The effect of the oxidant hypochlorous acid on the L-type calcium current in isolated ventricular cardiomyocytes.

Disturbances of cellular calcium homeostasis due to oxidative stress are involved in reperfusion associated phenomena like myocardial stunning and reperfusion induced arrhythmias. This study investigates the effect of the major neutrophil-derived oxidant hypochlorous acid (HOCl) on the l-type calcium current (ICa,L) of hamster ventricular cardiomyocytes. Using the whole-cell recording configuration of the patch-clamp technique, I Ca,L was recorded over 12.5 min (0.1 Hz). Application of HOCl or buffer (for control) via a second micropipette in close proximity to the cell was started at t=1 min.
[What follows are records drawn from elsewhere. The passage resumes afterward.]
// Copyright (c) 2025 Geoffrey Huntley <ghuntley@ghuntley.com>. All rights reserved.
// SPDX-License-Identifier: Proprietary

//! Security policies.
//!
//! A [`Policy`] is one evaluable rule. The set of rule kinds is closed: each
//! variant carries its own evaluation data and implements equality and hashing
//! on its own so containers can deduplicate declarations.
//!
//! | Variant | Allows |
//! |---------|--------|
//! | `RequireRole` | authenticated actors holding any required role |
//! | `RequireAllRoles` | authenticated actors holding every required role |
//! | `DenyAnonymousAccess` | authenticated actors |
//! | `DenyAuthenticatedAccess` | anonymous actors |
//! | `Ignore` | everyone |
//!
//! Evaluation is pure: no I/O, no locking, only the in-memory context.

mod roles;

pub use roles::{RequireAllRolesPolicy, RequireRolePolicy};

use serde::{Deserialize, Serialize};
use std::fmt;

use crate::context::SecurityContext;
use crate::error::{ConfigurationError, PolicyViolation};
use crate::types::Role;

/// Discriminant of a [`Policy`], used for reporting and for Replace matching.
#[derive(Debug, Clone, Copy, PartialEq, Eq, Hash, PartialOrd, Ord, Serialize, Deserialize)]
pub enum PolicyKind {
	#[serde(rename = "RequireRolePolicy")]
	RequireRole,
	#[serde(rename = "RequireAllRolesPolicy")]
	RequireAllRoles,
	#[serde(rename = "DenyAnonymousAccessPolicy")]
	DenyAnonymousAccess,
	#[serde(rename = "DenyAuthenticatedAccessPolicy")]
	DenyAuthenticatedAccess,
	#[serde(rename = "IgnorePolicy")]
	Ignore,
}

impl PolicyKind {
	/// Returns all policy kinds.
	pub fn all() -> &'static [PolicyKind] {
		&[
			PolicyKind::RequireRole,
			PolicyKind::RequireAllRoles,
			PolicyKind::DenyAnonymousAccess,
			PolicyKind::DenyAuthenticatedAccess,
			PolicyKind::Ignore,
		]
	}

	/// The name used in reports and violations.
	pub fn name(&self) -> &'static str {
		match self {
			PolicyKind::RequireRole => "RequireRolePolicy",
			PolicyKind::RequireAllRoles => "RequireAllRolesPolicy",
			PolicyKind::DenyAnonymousAccess => "DenyAnonymousAccessPolicy",
			PolicyKind::DenyAuthenticatedAccess => "DenyAuthenticatedAccessPolicy",
			PolicyKind::Ignore => "IgnorePolicy",
		}
	}
}

impl fmt::Display for PolicyKind {
	fn fmt(&self, f: &mut fmt::Formatter<'_>) -> fmt::Result {
		f.write_str(self.name())
	}
}

/// A single authorization rule.
#[derive(Debug, Clone, PartialEq, Eq, Hash)]
pub enum Policy {
	RequireRole(RequireRolePolicy),
	RequireAllRoles(RequireAllRolesPolicy),
	DenyAnonymousAccess,
	DenyAuthenticatedAccess,
	Ignore,
}

impl Policy {
	/// Shorthand for a [`RequireRolePolicy`].
	pub fn require_role<I, R>(roles: I) -> Result<Self, ConfigurationError>
	where
		I: IntoIterator<Item = R>,
		R: Into<Role>,
	{
		RequireRolePolicy::new(roles).map(Policy::RequireRole)
	}

	/// Shorthand for a [`RequireAllRolesPolicy`].
	pub fn require_all_roles<I, R>(roles: I) -> Result<Self, ConfigurationError>
	where
		I: IntoIterator<Item = R>,
		R: Into<Role>,
	{
		RequireAllRolesPolicy::new(roles).map(Policy::RequireAllRoles)
	}

	pub fn kind(&self) -> PolicyKind {
		match self {
			Policy::RequireRole(_) => PolicyKind::RequireRole,
			Policy::RequireAllRoles(_) => PolicyKind::RequireAllRoles,
			Policy::DenyAnonymousAccess => PolicyKind::DenyAnonymousAccess,
			Policy::DenyAuthenticatedAccess => PolicyKind::DenyAuthenticatedAccess,
			Policy::Ignore => PolicyKind::Ignore,
		}
	}

	/// Evaluates the rule against the current actor.
	pub fn enforce(&self, context: &dyn SecurityContext) -> Result<(), PolicyViolation> {
		match self {
			Policy::RequireRole(policy) => policy.enforce(context),
			Policy::RequireAllRoles(policy) => policy.enforce(context),
			Policy::DenyAnonymousAccess => {
				if context.is_authenticated() {
					Ok(())
				} else {
					Err(PolicyViolation::new(
						PolicyKind::DenyAnonymousAccess,
						"Anonymous access denied",
					))
				}
			}
			Policy::DenyAuthenticatedAccess => {
				if context.is_authenticated() {
					Err(PolicyViolation::new(
						PolicyKind::DenyAuthenticatedAccess,
						"Authenticated access denied",
					))
				} else {
					Ok(())
				}
			}
			Policy::Ignore => Ok(()),
		}
	}
}

impl fmt::Display for Policy {
	fn fmt(&self, f: &mut fmt::Formatter<'_>) -> fmt::Result {
		match self {
			Policy::RequireRole(policy) => fmt::Display::fmt(policy, f),
			Policy::RequireAllRoles(policy) => fmt::Display::fmt(policy, f),
			other => f.write_str(other.kind().name()),
		}
	}
}

impl From<RequireRolePolicy> for Policy {
	fn from(policy: RequireRolePolicy) -> Self {
		Policy::RequireRole(policy)
	}
}

impl From<RequireAllRolesPolicy> for Policy {
	fn from(policy: RequireAllRolesPolicy) -> Self {
		Policy::RequireAllRoles(policy)
	}
}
To study the influence of increased intracellular calcium buffer concentration and of ATP on HOCl-induced effects, internal solutions were composed as follows (EGTA/ATP in mmol/l): group I (standard) 0.5/0.0, group II 5.0/0.0, group III 0.5/1.0, and group IV 5.0/1.0. Application of 10, 20 and 40 micromol/l HOCl (under group I-conditions) caused a dose-dependent decrease in peak ICa,L to 82+/-3.2, 66+/-4.2 and 36+/-4.3% of baseline value (v 94+/-4.8% in controls, mean+/-s.e.m., P<0.05), and integrated ICa,L without affecting apparent reversal potential, activation and inactivation kinetics. HOCl-induced (40 micromol/l) decrease in ICa,L was partially inhibited in group II and III. Peak currents of these groups averaged 51+/-4.7 and 52+/-4.2% of baseline after 11.5 min administration of HOCl. Peak current in group IV cells decreased to 65+/-3.8% of baseline value (P<0.05 between group I-IV and v controls). Oxidative stress-induced decrease in ICa,L may be explained by energy depletion or calcium overload rather than by direct oxidative inactivation of channel proteins. A decrease in ICa, L may contribute to the shortening of action potential during reperfusion.